EXERCISE DESCRIPTION: Reproduce all records exactly.

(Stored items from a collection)
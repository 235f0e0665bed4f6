//! Diagnostic refinement workflow.
//!
//! A session starts from the engine's first candidate set and narrows it
//! through up to three follow-up rounds. In parallel, each rare candidate
//! can be checked through symptom questions and lab tests. Whichever path
//! settles on a single candidate goes through the resolver, which archives
//! whatever it displaces.
//!
//! - [`conversation`]: the question/answer transcript
//! - [`rounds`]: follow-up round controller
//! - [`rare`]: rare-disease confirmation sub-flow
//! - [`resolver`]: final diagnosis and archive ledger
//! - [`session`]: the [`DiagnosisWorkflow`] aggregate
//! - [`runner`]: async driver over an [`EngineClient`](crate::engine::EngineClient)

pub mod candidate;
pub mod conversation;
pub mod rare;
pub mod resolver;
pub mod rounds;
pub mod runner;
pub mod session;

pub use candidate::{ArchivedDiagnosis, DiagnosisCandidate, RareDiseaseDecision};
pub use conversation::{ConversationHistory, QaPair, ADDITIONAL_INFORMATION_LABEL};
pub use rare::{RareFlow, RareStage, RareTrack, SymptomOutcome};
pub use resolver::{FinalDiagnosisResolver, Resolution, TerminalTrigger};
pub use rounds::{RoundApplication, RoundController, RoundPhase, RoundState, RoundSubmission};
pub use runner::{with_cancellation, WorkflowRunner};
pub use session::{
    DecisionOutcome, DiagnosisWorkflow, RareCandidateStatus, RoundOutcome, SessionContext,
    WorkflowStatus,
};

EXERCISE RESULT:
repository 235f0e0665bed4f6
//! Diagnostic refinement workflow.
//!
//! A session starts from the engine's first candidate set and narrows it
//! through up to three follow-up rounds. In parallel, each rare candidate
//! can be checked through symptom questions and lab tests. Whichever path
//! settles on a single candidate goes through the resolver, which archives
//! whatever it displaces.
//!
//! - [`conversation`]: the question/answer transcript
//! - [`rounds`]: follow-up round controller
//! - [`rare`]: rare-disease confirmation sub-flow
//! - [`resolver`]: final diagnosis and archive ledger
//! - [`session`]: the [`DiagnosisWorkflow`] aggregate
//! - [`runner`]: async driver over an [`EngineClient`](crate::engine::EngineClient)

pub mod candidate;
pub mod conversation;
pub mod rare;
pub mod resolver;
pub mod rounds;
pub mod runner;
pub mod session;

pub use candidate::{ArchivedDiagnosis, DiagnosisCandidate, RareDiseaseDecision};
pub use conversation::{ConversationHistory, QaPair, ADDITIONAL_INFORMATION_LABEL};
pub use rare::{RareFlow, RareStage, RareTrack, SymptomOutcome};
pub use resolver::{FinalDiagnosisResolver, Resolution, TerminalTrigger};
pub use rounds::{RoundApplication, RoundController, RoundPhase, RoundState, RoundSubmission};
pub use runner::{with_cancellation, WorkflowRunner};
pub use session::{
    DecisionOutcome, DiagnosisWorkflow, RareCandidateStatus, RoundOutcome, SessionContext,
    WorkflowStatus,
};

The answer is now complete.